In a hygiene and safety-conscious industry, Covid-19 has pushed the subject even higher up the agenda. What does independent research tell us about digital and analog impression taking and dental hygiene and safety?

Read on an find out what the 4 main lessons are.


1. With analog impressions your workflow needs extra steps, including material handling and transportation to the lab: Traditional impression techniques require handling multiple items, including the tray, chewing waxes, impression materials and any associated appliances. These handling factors are eliminated with digital impressions1.

Conventional impressions/casts that are transferred to a lab involve transportation, which increases the risk of cross-infection2,3 and can involve many hours in potentially humid conditions. Digital impressions with TRIOS do not require any physical transportation from clinic to the lab.

2. Conventional impressions can be challenging to disinfect, while digital scans require no disinfection:

A wide variety of chemical solutions and techniques are recommended to disinfect impression materials 4,5. Cleaning with TRIOS involves thorough cleaning and disinfecting between patients. This includes a strict protocol to clean the scanner body and autoclaving the scanner tips to ensure proper sterilization between uses.

3. Conventional impression and cast handling between lab and clinic can increase cross-infection risks: Dental lab employees are at risk of infection from soiled impressions received from dental clinics. Contaminated items returned from dental labs to dental clinics can also become a source of cross-infection6,7 .

Conventional impressions from clinics have to be disinfected by labs to ensure the set dental cast does not contain microorganisms, which can percolate within the material and remain viable for up to a week8,9.

There is significantly less risk of cyclical cross-infection with digital impressions.

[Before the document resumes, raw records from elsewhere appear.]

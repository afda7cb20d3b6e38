//! 배치 조정 모듈
//!
//! 입력 파일 목록을 워커 풀에 분배하고 파일별 결과를 수집합니다.
//! 워커 사이에 공유되는 가변 상태는 없으며, 집계는 수집이 끝난 뒤
//! [`crate::stats::BatchSummary`]에서 이루어집니다.

use rayon::prelude::*;
use std::fs;
use std::path::{Path, PathBuf};

use crate::error::{Result, SconvertError};
use crate::processor::{process_file, FileReport, ProcessOptions};

/// 처리 완료 출력 파일 이름의 접미사
const OUTPUT_SUFFIX: &str = "_processed";

/// 입력 파일 이름에서 출력 파일 이름 유도
///
/// - `X.json` / `X.jsonl` → `X_processed.jsonl`
/// - `X.json.part-N` → `X_processed.part-N.jsonl` (파트 번호 유지)
/// - 그 외 → 전체 이름 + `_processed.jsonl`
pub fn output_file_name(input: &Path) -> String {
    let name = input
        .file_name()
        .and_then(|n| n.to_str())
        .unwrap_or("input");

    if let Some(base) = name.find(".json.part-").map(|idx| &name[..idx]) {
        let part = &name[base.len() + ".json.part-".len()..];
        return format!("{}{}.part-{}.jsonl", base, OUTPUT_SUFFIX, part);
    }

    let stem = name
        .strip_suffix(".jsonl")
        .or_else(|| name.strip_suffix(".json"))
        .unwrap_or(name);
    format!("{}{}.jsonl", stem, OUTPUT_SUFFIX)
}

/// 입력 파일에 대응하는 출력 경로 계산
pub fn output_path_for(input: &Path, output_dir: &Path) -> PathBuf {
    output_dir.join(output_file_name(input))
}

/// 입력 파일들을 워커 풀에서 병렬 변환
///
/// 파일 하나는 워커 하나가 끝까지 처리하며, 한 파일의 실패가
/// 다른 파일의 처리를 취소하지 않습니다. 결과 목록은 입력 목록과
/// 같은 순서로 반환됩니다 (완료 순서와 무관).
///
/// # Arguments
/// * `files` - 입력 파일 경로 목록
/// * `output_dir` - 출력 디렉토리 (없으면 생성)
/// * `options` - 파일 처리 옵션
/// * `on_file_done` - 파일 하나가 끝날 때마다 호출되는 콜백 (진행률 표시용)
pub fn run_batch<F>(
    files: &[PathBuf],
    output_dir: &Path,
    options: &ProcessOptions,
    on_file_done: F,
) -> Result<Vec<FileReport>>
where
    F: Fn(&FileReport) + Sync,
{
    fs::create_dir_all(output_dir).map_err(|e| SconvertError::OutputDirError {
        path: output_dir.to_path_buf(),
        reason: e.to_string(),
    })?;

    let reports: Vec<FileReport> = files
        .par_iter()
        .map(|input| {
            let output = output_path_for(input, output_dir);
            let report = process_file(input.clone(), output, options);
            on_file_done(&report);
            report
        })
        .collect();

    Ok(reports)
}
//! 설정 파일 모듈
//!
//! 선택적 `config.json`에서 기본 입출력 경로와 상한 값을 읽습니다.
//! 상대 경로는 설정 파일이 있는 디렉토리를 기준으로 해석하며,
//! CLI 인자가 설정보다, 설정이 내장 기본값보다 우선합니다.

use serde::Deserialize;
use std::fs::File;
use std::io::BufReader;
use std::path::{Path, PathBuf};

use crate::error::{Result, SconvertError};

/// 내장 기본 입력 디렉토리
pub const DEFAULT_INPUT_DIR: &str = "data/input";
/// 내장 기본 출력 디렉토리
pub const DEFAULT_OUTPUT_DIR: &str = "data/output";

/// config.json의 내용
#[derive(Debug, Clone, Default, Deserialize)]
#[serde(default)]
pub struct Config {
    /// 기본 입력 디렉토리
    pub input_dir: Option<PathBuf>,
    /// 기본 출력 디렉토리
    pub output_dir: Option<PathBuf>,
    /// 파일당 유효 레코드 상한
    pub max_output_records: Option<usize>,
    /// 배치당 파일 수 상한
    pub max_input_files: Option<usize>,
}

impl Config {
    /// 설정 파일 로드
    ///
    /// 파일이 없으면 빈 설정을 반환합니다. 파일이 존재하지만
    /// 읽거나 파싱할 수 없으면 에러입니다.
    pub fn load(path: &Path) -> Result<Self> {
        if !path.exists() {
            return Ok(Config::default());
        }

        let file = File::open(path).map_err(|e| SconvertError::ConfigError {
            file: path.to_path_buf(),
            reason: e.to_string(),
        })?;

        let mut config: Config =
            serde_json::from_reader(BufReader::new(file)).map_err(|e| {
                SconvertError::ConfigError {
                    file: path.to_path_buf(),
                    reason: e.to_string(),
                }
            })?;

        let base = path.parent().unwrap_or_else(|| Path::new("."));
        config.input_dir = config.input_dir.map(|p| resolve_path(base, p));
        config.output_dir = config.output_dir.map(|p| resolve_path(base, p));

        Ok(config)
    }

    /// CLI 인자 → 설정 → 기본값 순서로 입력 디렉토리 결정
    pub fn resolve_input_dir(&self, cli: Option<PathBuf>) -> PathBuf {
        cli.or_else(|| self.input_dir.clone())
            .unwrap_or_else(|| PathBuf::from(DEFAULT_INPUT_DIR))
    }

    /// CLI 인자 → 설정 → 기본값 순서로 출력 디렉토리 결정
    pub fn resolve_output_dir(&self, cli: Option<PathBuf>) -> PathBuf {
        cli.or_else(|| self.output_dir.clone())
            .unwrap_or_else(|| PathBuf::from(DEFAULT_OUTPUT_DIR))
    }

    /// CLI 인자 → 설정 순서로 파일당 레코드 상한 결정 (기본: 없음)
    pub fn resolve_max_records(&self, cli: Option<usize>) -> Option<usize> {
        cli.or(self.max_output_records)
    }

    /// CLI 인자 → 설정 순서로 파일 수 상한 결정 (기본: 없음)
    pub fn resolve_max_files(&self, cli: Option<usize>) -> Option<usize> {
        cli.or(self.max_input_files)
    }
}

/// 상대 경로를 기준 디렉토리에 대해 해석
fn resolve_path(base: &Path, path: PathBuf) -> PathBuf {
    if path.is_absolute() {
        path
    } else {
        base.join(path)
    }
}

4. Manual creation of appliances/restorations increases contamination risks in the lab Traditional production of dental restorations/appliances provides additional opportunities for contamination10. Therefore, they require disinfecting, which extends the processing time. Digital design solutions require significantly reduced handling11,12. Furthermore, increased automation in dental appliance production processes require little or no human intervention13.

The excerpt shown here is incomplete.